WORK TASK:
Output every line below exactly.

(Saved data entries)
______
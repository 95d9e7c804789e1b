//! Observable state cell: a current value plus change subscriptions.

use tokio::sync::watch;

/// Holds a value and lets any number of observers follow its changes.
///
/// Writes never fail, with or without live subscribers.
#[derive(Debug)]
pub struct StateCell<T> {
    tx: watch::Sender<T>,
}

impl<T> StateCell<T> {
    pub fn new(value: T) -> Self {
        let (tx, _rx) = watch::channel(value);
        Self { tx }
    }

    /// Replaces the value, notifying subscribers. Returns the previous value.
    pub fn set(&self, value: T) -> T {
        self.tx.send_replace(value)
    }

    pub fn subscribe(&self) -> watch::Receiver<T> {
        self.tx.subscribe()
    }
}

impl<T: Clone> StateCell<T> {
    pub fn get(&self) -> T {
        self.tx.borrow().clone()
    }
}

impl<T: Default> Default for StateCell<T> {
    fn default() -> Self {
        Self::new(T::default())
    }
}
______
TASK RESPONSE:
repository 95d9e7c804789e1b
//! Observable state cell: a current value plus change subscriptions.

use tokio::sync::watch;

/// Holds a value and lets any number of observers follow its changes.
///
/// Writes never fail, with or without live subscribers.
#[derive(Debug)]
pub struct StateCell<T> {
    tx: watch::Sender<T>,
}

impl<T> StateCell<T> {
    pub fn new(value: T) -> Self {
        let (tx, _rx) = watch::channel(value);
        Self { tx }
    }

    /// Replaces the value, notifying subscribers. Returns the previous value.
    pub fn set(&self, value: T) -> T {
        self.tx.send_replace(value)
    }

    pub fn subscribe(&self) -> watch::Receiver<T> {
        self.tx.subscribe()
    }
}

impl<T: Clone> StateCell<T> {
    pub fn get(&self) -> T {
        self.tx.borrow().clone()
    }
}

impl<T: Default> Default for StateCell<T> {
    fn default() -> Self {
        Self::new(T::default())
    }
}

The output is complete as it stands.